There is nothing inherently wrong or bad about anger, and Gadsby’s remarkable performance, and what its success represents, is a testament to that fact. Given the cultural disapproval we encounter, however, it is a rational choice to walk away from anger. But doing this is unhealthy, and it inhibits women’s ability to confront unfairness and to act in self-defense or in defense of other people—personally, professionally, and politically. As Turner recognizes, rage is a primary weapon in fighting injustice. Her anger is self-aware, wise, and affirming. She doesn’t hedge, isn’t vengeful, and is aware of the importance of recognizing her own power.

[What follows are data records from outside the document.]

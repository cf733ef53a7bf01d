//! Entity table tests

use super::*;
use crate::foundation::math::{Transform2D, Vec2};

#[derive(Debug)]
struct Marker {
    transform: Transform2D,
    tag: &'static str,
}

impl Spatial for Marker {
    fn transform(&self) -> &Transform2D {
        &self.transform
    }

    fn transform_mut(&mut self) -> &mut Transform2D {
        &mut self.transform
    }
}

fn marker(tag: &'static str, x: f32) -> Marker {
    Marker {
        transform: Transform2D::at(Vec2::new(x, 0.0)),
        tag,
    }
}

#[test]
fn test_spawn_and_resolve() {
    let mut world = World::new();
    let ship = world.spawn(marker("ship", 10.0));

    assert_eq!(world.len(), 1);
    assert_eq!(world.get(ship).map(|m| m.tag), Some("ship"));
}

#[test]
fn test_stale_handle_does_not_alias_new_entity() {
    let mut world = World::new();
    let first = world.spawn(marker("debris", 1.0));
    world.despawn(first);

    // The slot gets reused with a new generation
    let second = world.spawn(marker("debris", 2.0));
    assert_ne!(first, second);
    assert!(world.get(first).is_none());
    assert!(world.contains(second));
}

#[test]
fn test_handles_where_filters() {
    let mut world = World::new();
    world.spawn(marker("ship", 0.0));
    world.spawn(marker("debris", 1.0));
    world.spawn(marker("debris", 2.0));

    let debris = world.handles_where(|m| m.tag == "debris");
    assert_eq!(debris.len(), 2);
}

#[test]
fn test_transform_through_spatial() {
    let mut world = World::new();
    let handle = world.spawn(marker("ship", 0.0));

    if let Some(entity) = world.get_mut(handle) {
        entity.transform_mut().translate(Vec2::new(5.0, 3.0));
    }
    let position = world.get(handle).map(|m| m.transform().position);
    assert_eq!(position, Some(Vec2::new(5.0, 3.0)));
}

Nanette would not have been possible without Gadsby’s transformation of her justified rage into her remarkable art. This is the kind of mature and productive transformation of anger that often goes unseen in people’s lives. In psychology, this process is known as sublimation, converting socially unacceptable feelings and behaviors into socially acceptable ones. Usually, but not always, this happens unconsciously. Even if Gadsby rejects the notion that anger has been a positive force in her life and now ours.
While Gadsby leaves us with discomfort, Turner, 64, instead, elaborates on her position. Marchese notes that she’d once referred to her 50s as her “fuck it” 50s; she corrects him: “The fuck you 50s. I did what I wanted.”